### TRY IT
Could you retype, exactly as written, every line from the top of the records through the line that contains "staging store failed."?

Source data:
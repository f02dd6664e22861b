//! Error types for privmap_core operations.

use std::path::PathBuf;
use thiserror::Error;

/// Core error type for privmap_core operations.
#[derive(Error, Debug)]
pub enum PrivmapError {
    /// Invalid hex string for ContentId parsing.
    #[error("invalid hex string: {0}")]
    InvalidHex(String),

    /// The configured hash key is not 32 bytes of hex.
    #[error("invalid hash key: {0}")]
    InvalidHashKey(String),

    /// A staged record could not be parsed.
    #[error("malformed record in {store} at line {line}: {reason}")]
    MalformedRecord {
        /// Name of the staging store (e.g. `exes.csv`)
        store: String,
        /// 1-based line number of the record
        line: u64,
        /// Description of what's wrong
        reason: String,
    },

    /// Reading or writing a staging store failed.
    #[error("staging store {} failed: {}", path.display(), reason)]
    Staging {
        /// Path to the staging store
        path: PathBuf,
        /// Description of the failure
        reason: String,
    },

    /// Another process holds the staging directory lock.
    #[error("staging directory locked by another process: {}", .0.display())]
    StagingLocked(PathBuf),

    /// A whole object universe (services, tasks, groups...) could not be enumerated.
    #[error("cannot enumerate {universe}: {reason}")]
    Enumeration {
        /// Which universe failed
        universe: String,
        /// Description of the failure
        reason: String,
    },

    /// Graph store failure.
    #[error(transparent)]
    Store(#[from] StoreError),

    /// A batch failed with a non-conflict store error.
    #[error("batch {batch} of {store} (lines {first_line}-{last_line}) failed: {source}")]
    Batch {
        /// Staging store the batch was read from
        store: String,
        /// 1-based batch counter
        batch: usize,
        /// First staged line in the batch
        first_line: u64,
        /// Last staged line in the batch
        last_line: u64,
        /// Underlying store error
        #[source]
        source: StoreError,
    },

    /// Configuration error (loading, parsing, invalid values).
    #[error("configuration error: {0}")]
    ConfigError(String),

    /// I/O error during file operations.
    #[error("I/O error: {0}")]
    Io(#[from] std::io::Error),

    /// JSON (inventory or manifest) could not be parsed.
    #[error("json error: {0}")]
    Json(#[from] serde_json::Error),
}

impl PrivmapError {
    /// Returns a user-friendly recovery suggestion for the error, if available.
    pub fn recovery_suggestion(&self) -> Option<&'static str> {
        match self {
            Self::StagingLocked(_) => Some(
                "Wait for the other collection to finish, or remove the .lock file if that process is dead.",
            ),
            Self::MalformedRecord { .. } => {
                Some("Run 'privmap verify <dir>' to list every malformed staged record.")
            }
            Self::Store(StoreError::Connection(_)) => {
                Some("Check --host/--port/--scheme and that the graph database is reachable.")
            }
            Self::InvalidHashKey(_) => {
                Some("The [hash] key must be exactly 64 hex characters (32 bytes).")
            }
            Self::ConfigError(_) => Some("Check privmap.toml for typos or invalid values."),
            _ => None,
        }
    }
}

/// Structured errors reported by a graph client.
///
/// Loaders match on these variants to decide between "already there" and
/// "something is broken".
#[derive(Error, Debug, Clone, PartialEq, Eq)]
pub enum StoreError {
    /// A uniqueness constraint rejected a create.
    #[error("constraint violation: {0}")]
    ConstraintViolation(String),

    /// An equivalent constraint or index already exists.
    #[error("schema rule already exists: {0}")]
    SchemaAlreadyExists(String),

    /// Could not reach or authenticate against the store.
    #[error("connection failed: {0}")]
    Connection(String),

    /// The store rejected a statement.
    #[error("query failed: {0}")]
    Query(String),

    /// Begin, commit, or rollback failed.
    #[error("transaction failed: {0}")]
    Transaction(String),
}

impl StoreError {
    /// Returns true if this error means the node is already present.
    pub fn is_conflict(&self) -> bool {
        matches!(self, Self::ConstraintViolation(_))
    }
}

/// Convenience Result type for privmap_core operations.
pub type Result<T> = std::result::Result<T, PrivmapError>;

### TASK SOLUTION
repository f02dd6664e22861b
//! Error types for privmap_core operations.

use std::path::PathBuf;
use thiserror::Error;

/// Core error type for privmap_core operations.
#[derive(Error, Debug)]
pub enum PrivmapError {
    /// Invalid hex string for ContentId parsing.
    #[error("invalid hex string: {0}")]
    InvalidHex(String),

    /// The configured hash key is not 32 bytes of hex.
    #[error("invalid hash key: {0}")]
    InvalidHashKey(String),

    /// A staged record could not be parsed.
    #[error("malformed record in {store} at line {line}: {reason}")]
    MalformedRecord {
        /// Name of the staging store (e.g. `exes.csv`)
        store: String,
        /// 1-based line number of the record
        line: u64,
        /// Description of what's wrong
        reason: String,
    },

    /// Reading or writing a staging store failed.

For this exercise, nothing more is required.